The rapid growth of the World Wide Web over the past two decades tremendously changed the way we share, collect, and publish data. Firms, public institutions, and private users provide every imaginable type of information and new channels of communication generate vast amounts of data on human behavior. What was once a fundamental problem for the social sciences—the scarcity and inaccessibility of observations—is quickly turning into an abundance of data. This turn of events does not come without problems. For example, traditional techniques for collecting and analyzing data may no longer suffice to overcome the tangled masses of data. One consequence of the need to make sense of such data has been the inception of “data scientists,” who sift through data and are greatly sought after by researchers and businesses alike.
Along with the triumphant entry of the World Wide Web, we have witnessed a second trend, the increasing popularity and power of open-source software like R. For quantitative social scientists, R is among the most important statistical software. It is growing rapidly due to an active community that constantly publishes new packages. Yet, R is more than a free statistics suite. It also incorporates interfaces to many other programming languages and software solutions, thus greatly simplifying work with data from various sources.
On a personal note, we can say the following about our work with social scientific data:
In the past, we frequently found ourselves being inconvenienced by the need to manually assemble data from various sources, thereby hoping that the inevitable coding and copy-and-paste errors are unsystematic. Eventually we grew weary of collecting research data in a non-reproducible manner that is prone to errors, cumbersome, and subject to heightened risks of death by boredom. Consequently, we have increasingly incorporated the data collection and publication processes into our familiar software environment that already helps with statistical analyses—R. The program offers a great infrastructure to expand the daily workflow to steps before and after the actual data analysis.

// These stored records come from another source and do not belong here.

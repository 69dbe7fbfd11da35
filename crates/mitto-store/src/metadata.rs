use std::collections::BTreeMap;

use chrono::{DateTime, Utc};
use serde::{Deserialize, Serialize};

use crate::SessionId;

/// Session lifecycle status. `Degraded` is an addition beyond the base
/// four states, used when a store IO failure leaves a session's on-disk
/// state suspect without losing the session outright — see DESIGN.md.
#[derive(Debug, Clone, Copy, PartialEq, Eq, Serialize, Deserialize)]
#[serde(rename_all = "snake_case")]
pub enum SessionStatus {
    Active,
    Completed,
    Error,
    Archived,
    Degraded,
}

fn default_true() -> bool {
    true
}

/// Feature flags gating what a session's agent is permitted to do.
/// `can_prompt_user` defaults to `true`; everything else starts `false`.
#[derive(Debug, Clone, Copy, PartialEq, Eq, Serialize, Deserialize)]
pub struct Flags {
    #[serde(default)]
    pub can_send_prompt: bool,
    #[serde(default = "default_true")]
    pub can_prompt_user: bool,
    #[serde(default)]
    pub can_start_conversation: bool,
    #[serde(default)]
    pub can_do_introspection: bool,
}

impl Default for Flags {
    fn default() -> Self {
        Self {
            can_send_prompt: false,
            can_prompt_user: true,
            can_start_conversation: false,
            can_do_introspection: false,
        }
    }
}

/// `metadata.json` — rewritten atomically on every update.
#[derive(Debug, Clone, Serialize, Deserialize)]
pub struct Metadata {
    pub session_id: SessionId,
    pub workspace: String,
    pub agent: String,
    pub created_at: DateTime<Utc>,
    pub updated_at: DateTime<Utc>,
    pub last_seq: i64,
    pub status: SessionStatus,
    #[serde(default)]
    pub flags: Flags,
    #[serde(default)]
    pub user_data: BTreeMap<String, String>,
}

impl Metadata {
    pub fn new(session_id: SessionId, workspace: String, agent: String) -> Self {
        let now = Utc::now();
        Self {
            session_id,
            workspace,
            agent,
            created_at: now,
            updated_at: now,
            last_seq: 0,
            status: SessionStatus::Active,
            flags: Flags::default(),
            user_data: BTreeMap::new(),
        }
    }

    pub fn touch(&mut self) {
        self.updated_at = Utc::now();
    }
}
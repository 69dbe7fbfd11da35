//! Turns an [`AgentSpawnSpec`] into a live [`AcpAdapter`].
//!
//! `RunnerKind::Sandboxed`/`Containerized` are thin wrappers that change
//! how the underlying command is constructed; they do not implement a
//! sandbox policy engine.

use std::sync::Arc;

use async_trait::async_trait;

use crate::{AcpAdapter, AcpError, AgentSpawnSpec, DirectAdapter, RunnerKind};

#[async_trait]
pub trait AcpLauncher: Send + Sync {
    async fn launch(&self, spec: &AgentSpawnSpec) -> Result<Arc<dyn AcpAdapter>, AcpError>;
}

/// Spawns the agent command exactly as given.
pub struct DirectLauncher;

#[async_trait]
impl AcpLauncher for DirectLauncher {
    async fn launch(&self, spec: &AgentSpawnSpec) -> Result<Arc<dyn AcpAdapter>, AcpError> {
        DirectAdapter::spawn(spec.working_dir.clone(), spec.command.clone(), spec.args.clone())
            .await
    }
}

/// Wraps the command with a sandbox profile invocation before spawning
/// it directly. The profile name is passed through verbatim to whatever
/// sandboxing tool is on `PATH`; this crate does not interpret it.
pub struct SandboxedLauncher {
    inner: DirectLauncher,
}

impl Default for SandboxedLauncher {
    fn default() -> Self {
        Self { inner: DirectLauncher }
    }
}

#[async_trait]
impl AcpLauncher for SandboxedLauncher {
    async fn launch(&self, spec: &AgentSpawnSpec) -> Result<Arc<dyn AcpAdapter>, AcpError> {
        let RunnerKind::Sandboxed { profile } = &spec.runner else {
            return Err(AcpError::Unavailable(
                "SandboxedLauncher invoked with a non-sandboxed spec".into(),
            ));
        };
        let wrapped = AgentSpawnSpec {
            command: "sandbox-exec".to_string(),
            args: [
                vec!["-p".to_string(), profile.clone(), "--".to_string(), spec.command.clone()],
                spec.args.clone(),
            ]
            .concat(),
            working_dir: spec.working_dir.clone(),
            runner: RunnerKind::Direct,
        };
        self.inner.launch(&wrapped).await
    }
}

/// Wraps the command in a container image entrypoint before spawning it
/// directly. No image pulling, resource limits, or network policy is
/// implemented here.
pub struct ContainerizedLauncher {
    inner: DirectLauncher,
}

impl Default for ContainerizedLauncher {
    fn default() -> Self {
        Self { inner: DirectLauncher }
    }
}

#[async_trait]
impl AcpLauncher for ContainerizedLauncher {
    async fn launch(&self, spec: &AgentSpawnSpec) -> Result<Arc<dyn AcpAdapter>, AcpError> {
        let RunnerKind::Containerized { image } = &spec.runner else {
            return Err(AcpError::Unavailable(
                "ContainerizedLauncher invoked with a non-containerized spec".into(),
            ));
        };
        let mount = format!("{}:/workspace", spec.working_dir.display());
        let wrapped = AgentSpawnSpec {
            command: "docker".to_string(),
            args: [
                vec![
                    "run".to_string(),
                    "--rm".to_string(),
                    "-i".to_string(),
                    "-v".to_string(),
                    mount,
                    "-w".to_string(),
                    "/workspace".to_string(),
                    image.clone(),
                    spec.command.clone(),
                ],
                spec.args.clone(),
            ]
            .concat(),
            working_dir: spec.working_dir.clone(),
            runner: RunnerKind::Direct,
        };
        self.inner.launch(&wrapped).await
    }
}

Although R is not about to collect survey data on its own or conduct experiments any time soon, we do consider the techniques presented in this book as more than the “the poor man's substitute” for costly surveys, experiments, and student-assistant coders. We believe that they are a powerful supplement to the portfolio of modern data analysts. We value the collection of data from online resources not only as a more cost-sensitive solution compared to traditional data acquisition methods, but increasingly think of it as the exclusive approach to assemble datasets from new and developing sources. Moreover, we cherish program-based solutions because they guarantee reliability, reproducibility, time-efficiency, and assembly of higher quality datasets. Beyond productivity, you might find that you enjoy writing code and drafting algorithmic solutions to otherwise tedious manual labor. In short, we are convinced that if you are willing to make the investment and adopt the techniques proposed in this book, you will benefit from a lasting improvement in the ease and quality with which you conduct your data analyses.

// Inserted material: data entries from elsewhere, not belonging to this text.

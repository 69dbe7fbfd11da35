use std::path::PathBuf;

use clap::{Parser, Subcommand};

/// Local orchestrator that multiplexes AI coding-agent subprocesses onto
/// browser and native clients.
#[derive(Parser, Debug)]
#[command(name = "mitto", version, about)]
pub struct Cli {
    #[command(subcommand)]
    pub command: Commands,

    /// Explicit config file, merged on top of the usual search path.
    #[arg(long, short = 'c', global = true)]
    pub config: Option<PathBuf>,

    /// Increase log verbosity; repeatable (-v, -vv).
    #[arg(long, short = 'v', global = true, action = clap::ArgAction::Count)]
    pub verbose: u8,
}

#[derive(Subcommand, Debug)]
pub enum Commands {
    /// Run the daemon: session manager plus the HTTP/WebSocket gateway.
    Serve {
        /// Override the configured bind address (host:port).
        #[arg(long)]
        bind: Option<String>,
    },
    /// Print the fully merged configuration as YAML and exit.
    ShowConfig,
    /// List known sessions, optionally filtered to one workspace.
    ListSessions {
        #[arg(long)]
        workspace: Option<String>,
        /// Print as JSON instead of a table.
        #[arg(long)]
        json: bool,
    },
    /// Manage the gateway's bearer token.
    Gateway {
        #[command(subcommand)]
        command: GatewayCommand,
    },
    /// Print shell completions for the given shell.
    Completions {
        shell: clap_complete::Shell,
    },
}

#[derive(Subcommand, Debug)]
pub enum GatewayCommand {
    /// Print the token clients must send as `Authorization: Bearer <token>`,
    /// generating one on first use.
    Token {
        /// Discard any existing token and generate a new one.
        #[arg(long)]
        regenerate: bool,
    },
}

If you have identified online data as an appropriate resource for your project, is web scraping or statistical text processing and therefore an automated or semi-automated data collection procedure really necessary? While we cannot hope to offer any definitive guidelines, here are some useful criteria. If you find yourself answering several of these affirmatively, an automated approach might be the right choice:
Ideally, the techniques presented in this book enable you to create powerful collections of existing, but unstructured or unsorted data no one has analyzed before at very reasonable cost. In many cases, you will not get far without rethinking, refining, and combining the proposed techniques due to your subjects’ specifics. In any case, we hope you find the topics of this book inspiring and perhaps even eye opening: The streets of the Web are paved with data that cannot wait to be collected.
When you browse the table of contents, you get a first impression of what you can expect to learn from reading this book. As it is hard to identify parts that you might have hoped for but that are in fact not covered in this book, we will name some aspects that you will not find in this volume.

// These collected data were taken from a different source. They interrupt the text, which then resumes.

//! Per-session FIFO queue of prompts waiting to be sent once a running
//! agent goes idle, with optional background title generation.

use std::sync::Arc;
use std::time::Duration;

use chrono::{DateTime, Utc};
use mitto_store::{SessionId, Store};
use serde::{Deserialize, Serialize};
use tokio::sync::{mpsc, Mutex};

const TITLE_WORKER_CAPACITY: usize = 100;

#[derive(Debug, thiserror::Error)]
pub enum QueueError {
    #[error("queue is full")]
    Full,
    #[error("queue is empty")]
    Empty,
    #[error("message {0} not found")]
    NotFound(String),
    #[error(transparent)]
    Store(#[from] mitto_store::StoreError),
}

#[derive(Debug, Clone, Serialize, Deserialize)]
pub struct QueuedMessage {
    pub id: String,
    pub text: String,
    pub image_ids: Vec<String>,
    pub queued_at: DateTime<Utc>,
    pub client_id: Option<String>,
    pub title: Option<String>,
}

impl QueuedMessage {
    fn new(text: String, image_ids: Vec<String>, client_id: Option<String>) -> Self {
        Self {
            id: uuid::Uuid::new_v4().to_string(),
            text,
            image_ids,
            queued_at: Utc::now(),
            client_id,
            title: None,
        }
    }
}

/// Fired after every mutation that persisted successfully, so a caller
/// (the session runtime) can mirror it to observers without this crate
/// knowing about event or observer types.
#[derive(Debug, Clone)]
pub enum QueueEvent {
    Added(QueuedMessage),
    Removed(String),
    Popped(QueuedMessage),
    Cleared,
    Titled { message_id: String, title: String },
}

/// Generates a short title for a queued message's text. Implemented by
/// the caller against whatever auxiliary agent it wants to use; this
/// crate only knows how to call it with a timeout and persist the
/// result.
#[async_trait::async_trait]
pub trait TitleGenerator: Send + Sync {
    async fn generate(&self, text: &str) -> anyhow::Result<String>;
}

struct TitleRequest {
    message_id: String,
    text: String,
}

pub struct Queue {
    store: Arc<Store>,
    session_id: SessionId,
    max_size: usize,
    inner: Mutex<Vec<QueuedMessage>>,
    title_tx: Option<mpsc::Sender<TitleRequest>>,
    on_change: Option<Arc<dyn Fn(QueueEvent) + Send + Sync>>,
}

impl Queue {
    /// Load a session's persisted queue (if any) and, optionally, spawn
    /// a single background worker that generates titles for newly added
    /// messages.
    pub async fn spawn(
        store: Arc<Store>,
        session_id: SessionId,
        max_size: usize,
        titles: Option<(Arc<dyn TitleGenerator>, Duration)>,
        on_change: Option<Arc<dyn Fn(QueueEvent) + Send + Sync>>,
    ) -> Result<Arc<Self>, QueueError> {
        let existing: Vec<QueuedMessage> =
            store.read_queue(&session_id).await?.unwrap_or_default();

        let channel = titles.is_some().then(|| mpsc::channel(TITLE_WORKER_CAPACITY));
        let title_tx = channel.as_ref().map(|(tx, _)| tx.clone());

        let queue = Arc::new(Self {
            store,
            session_id,
            max_size,
            inner: Mutex::new(existing),
            title_tx,
            on_change,
        });

        if let (Some((generator, timeout)), Some((_, rx))) = (titles, channel) {
            let worker_queue = Arc::clone(&queue);
            tokio::spawn(run_title_worker(worker_queue, generator, timeout, rx));
        }

        Ok(queue)
    }

    async fn persist(&self, guard: &[QueuedMessage]) -> Result<(), QueueError> {
        if guard.is_empty() {
            self.store.delete_queue(&self.session_id).await?;
        } else {
            self.store.write_queue(&self.session_id, &guard).await?;
        }
        Ok(())
    }

    fn notify(&self, event: QueueEvent) {
        if let Some(cb) = &self.on_change {
            cb(event);
        }
    }

    pub async fn add(
        &self,
        text: String,
        image_ids: Vec<String>,
        client_id: Option<String>,
    ) -> Result<QueuedMessage, QueueError> {
        let msg = {
            let mut guard = self.inner.lock().await;
            if guard.len() >= self.max_size {
                return Err(QueueError::Full);
            }
            let msg = QueuedMessage::new(text, image_ids, client_id);
            guard.push(msg.clone());
            self.persist(&guard).await?;
            msg
        };

        if let Some(tx) = &self.title_tx {
            let req = TitleRequest {
                message_id: msg.id.clone(),
                text: msg.text.clone(),
            };
            if tx.try_send(req).is_err() {
                tracing::warn!(
                    message_id = %msg.id,
                    "title worker channel full or closed, dropping title request"
                );
            }
        }

        self.notify(QueueEvent::Added(msg.clone()));
        Ok(msg)
    }

    pub async fn list(&self) -> Vec<QueuedMessage> {
        self.inner.lock().await.clone()
    }

    pub async fn get(&self, id: &str) -> Option<QueuedMessage> {
        self.inner.lock().await.iter().find(|m| m.id == id).cloned()
    }

    pub async fn remove(&self, id: &str) -> Result<QueuedMessage, QueueError> {
        let removed = {
            let mut guard = self.inner.lock().await;
            let pos = guard
                .iter()
                .position(|m| m.id == id)
                .ok_or_else(|| QueueError::NotFound(id.to_string()))?;
            let removed = guard.remove(pos);
            self.persist(&guard).await?;
            removed
        };
        self.notify(QueueEvent::Removed(removed.id.clone()));
        Ok(removed)
    }

    /// Remove and return the head of the queue.
    pub async fn pop(&self) -> Result<QueuedMessage, QueueError> {
        let popped = {
            let mut guard = self.inner.lock().await;
            if guard.is_empty() {
                return Err(QueueError::Empty);
            }
            let popped = guard.remove(0);
            self.persist(&guard).await?;
            popped
        };
        self.notify(QueueEvent::Popped(popped.clone()));
        Ok(popped)
    }

    pub async fn clear(&self) -> Result<(), QueueError> {
        {
            let mut guard = self.inner.lock().await;
            guard.clear();
            self.persist(&guard).await?;
        }
        self.notify(QueueEvent::Cleared);
        Ok(())
    }

    pub async fn len(&self) -> usize {
        self.inner.lock().await.len()
    }

    pub async fn is_empty(&self) -> bool {
        self.len().await == 0
    }

    pub async fn update_title(&self, id: &str, title: String) -> Result<(), QueueError> {
        {
            let mut guard = self.inner.lock().await;
            let msg = guard
                .iter_mut()
                .find(|m| m.id == id)
                .ok_or_else(|| QueueError::NotFound(id.to_string()))?;
            msg.title = Some(title.clone());
            self.persist(&guard).await?;
        }
        self.notify(QueueEvent::Titled {
            message_id: id.to_string(),
            title,
        });
        Ok(())
    }
}

async fn run_title_worker(
    queue: Arc<Queue>,
    generator: Arc<dyn TitleGenerator>,
    timeout: Duration,
    mut rx: mpsc::Receiver<TitleRequest>,
) {
    while let Some(req) = rx.recv().await {
        match tokio::time::timeout(timeout, generator.generate(&req.text)).await {
            Ok(Ok(title)) => {
                if let Err(err) = queue.update_title(&req.message_id, title).await {
                    tracing::warn!(
                        message_id = %req.message_id,
                        error = %err,
                        "failed to persist generated title, item stays without one"
                    );
                }
            }
            Ok(Err(err)) => {
                tracing::warn!(
                    message_id = %req.message_id,
                    error = %err,
                    "title generation failed, item stays without one"
                );
            }
            Err(_) => {
                tracing::warn!(message_id = %req.message_id, "title generation timed out");
            }
        }
    }
}

#[cfg(test)]
mod tests {
    use super::*;
    use mitto_store::SessionId;
    use std::sync::atomic::{AtomicUsize, Ordering};

    async fn session(store: &Arc<Store>) -> SessionId {
        let id = SessionId::generate();
        store.create_session_dir(&id).await.unwrap();
        id
    }

    #[tokio::test]
    async fn add_respects_max_size_and_reports_full() {
        let dir = tempfile::tempdir().unwrap();
        let store = Arc::new(Store::new(dir.path()));
        let id = session(&store).await;
        let q = Queue::spawn(Arc::clone(&store), id, 2, None, None).await.unwrap();

        q.add("one".into(), vec![], None).await.unwrap();
        q.add("two".into(), vec![], None).await.unwrap();
        let err = q.add("three".into(), vec![], None).await.unwrap_err();
        assert!(matches!(err, QueueError::Full));
        assert_eq!(q.len().await, 2);
    }

    #[tokio::test]
    async fn pop_returns_fifo_order_and_persists() {
        let dir = tempfile::tempdir().unwrap();
        let store = Arc::new(Store::new(dir.path()));
        let id = session(&store).await;
        let q = Queue::spawn(Arc::clone(&store), id.clone(), 10, None, None)
            .await
            .unwrap();

        q.add("first".into(), vec![], None).await.unwrap();
        q.add("second".into(), vec![], None).await.unwrap();

        let popped = q.pop().await.unwrap();
        assert_eq!(popped.text, "first");
        assert_eq!(q.len().await, 1);

        // A freshly-loaded queue sees the persisted state.
        let reloaded = Queue::spawn(store, id, 10, None, None).await.unwrap();
        assert_eq!(reloaded.len().await, 1);
        assert_eq!(reloaded.list().await[0].text, "second");
    }

    #[tokio::test]
    async fn pop_on_empty_queue_errors() {
        let dir = tempfile::tempdir().unwrap();
        let store = Arc::new(Store::new(dir.path()));
        let id = session(&store).await;
        let q = Queue::spawn(store, id, 10, None, None).await.unwrap();
        assert!(matches!(q.pop().await.unwrap_err(), QueueError::Empty));
    }

    #[tokio::test]
    async fn remove_unknown_id_reports_not_found() {
        let dir = tempfile::tempdir().unwrap();
        let store = Arc::new(Store::new(dir.path()));
        let id = session(&store).await;
        let q = Queue::spawn(store, id, 10, None, None).await.unwrap();
        assert!(matches!(
            q.remove("nope").await.unwrap_err(),
            QueueError::NotFound(_)
        ));
    }

    #[tokio::test]
    async fn clear_empties_queue_and_deletes_backing_file() {
        let dir = tempfile::tempdir().unwrap();
        let store = Arc::new(Store::new(dir.path()));
        let id = session(&store).await;
        let q = Queue::spawn(Arc::clone(&store), id.clone(), 10, None, None)
            .await
            .unwrap();
        q.add("a".into(), vec![], None).await.unwrap();
        q.clear().await.unwrap();
        assert_eq!(q.len().await, 0);
        let fresh = Queue::spawn(store, id, 10, None, None).await.unwrap();
        assert_eq!(fresh.len().await, 0);
    }

    #[tokio::test]
    async fn on_change_callback_fires_for_mutations() {
        let dir = tempfile::tempdir().unwrap();
        let store = Arc::new(Store::new(dir.path()));
        let id = session(&store).await;
        let count = Arc::new(AtomicUsize::new(0));
        let count_clone = Arc::clone(&count);
        let q = Queue::spawn(
            store,
            id,
            10,
            None,
            Some(Arc::new(move |_event| {
                count_clone.fetch_add(1, Ordering::SeqCst);
            })),
        )
        .await
        .unwrap();
        q.add("a".into(), vec![], None).await.unwrap();
        q.pop().await.unwrap();
        assert_eq!(count.load(Ordering::SeqCst), 2);
    }

    struct StubGenerator;

    #[async_trait::async_trait]
    impl TitleGenerator for StubGenerator {
        async fn generate(&self, text: &str) -> anyhow::Result<String> {
            Ok(format!("Re: {}", &text[..text.len().min(8)]))
        }
    }

    #[tokio::test]
    async fn title_worker_updates_message_after_add() {
        let dir = tempfile::tempdir().unwrap();
        let store = Arc::new(Store::new(dir.path()));
        let id = session(&store).await;
        let q = Queue::spawn(
            store,
            id,
            10,
            Some((Arc::new(StubGenerator), Duration::from_secs(5))),
            None,
        )
        .await
        .unwrap();

        let msg = q.add("please fix the bug".into(), vec![], None).await.unwrap();
        assert!(msg.title.is_none());

        for _ in 0..50 {
            if q.get(&msg.id).await.unwrap().title.is_some() {
                break;
            }
            tokio::time::sleep(Duration::from_millis(10)).await;
        }
        assert!(q.get(&msg.id).await.unwrap().title.is_some());
    }
}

What you will not get in this book is an introduction to the R environment. There are plenty of excellent introductions—both printed and online—and this book won't be just another addition to the pile. In case you have not previously worked with R, there is no reason to set this book aside in disappointment. In the next section we'll suggest some well-written R introductions.
You should also not expect the definitive guide to web scraping or text mining. First, we focus on a software environment that was not specifically tailored to these purposes. There might be applications where R is not the ideal solution for your task and other software solutions might be more suited. We will not bother you with alternative environments such as PHP, Python, Ruby, or Perl. To find out if this book is helpful for you, you should ask yourself whether you are already using or planning to use R for your daily work. If the answer to both questions is no, you should probably consider your alternatives. But if you already use R or intend to use it, you can spare yourself the effort to learn yet another language and stay within a familiar environment.
This book is not strictly speaking about data science either. There are excellent introductions to the topic like the recently published books by O'Neil and Schutt (2013), Torgo (2010), Zhao (2012), and Zumel and Mount (2014). What is occasionally missing in these introductions is how data for data science applications are actually acquired. In this sense, our book serves as a preparatory step for data analyses but also provides guidance on how to manage available information and keep it up to date.
Finally, what you most certainly will not get is the perfect solution to your specific problem. It is almost inherent in the data collection process that the fields where the data are harvested are never exactly alike, and sometimes rapidly change shape. Our goal is to enable you to adapt the pieces of code provided in the examples and case studies to create new pieces of code to help you succeed in collecting the data you need.
There are many reasons why we think that R is a good solution for the problems that are covered in this book. To us, the most important points are:
There are many well-written books on the market that provide great introductions to R. Among these, we find the following especially helpful:
Besides these commercial sources, there is also a lot of free information on the Web. A truly amazing online tutorial for absolute beginners by the Code School is made available at http://tryr.codeschool.com/. Additionally, Quick-R (http://www.statmethods.net/) is a good reference site for many basic commands. Lastly, you can also find a lot of free resources and examples at http://www.ats.ucla.edu/stat/r/.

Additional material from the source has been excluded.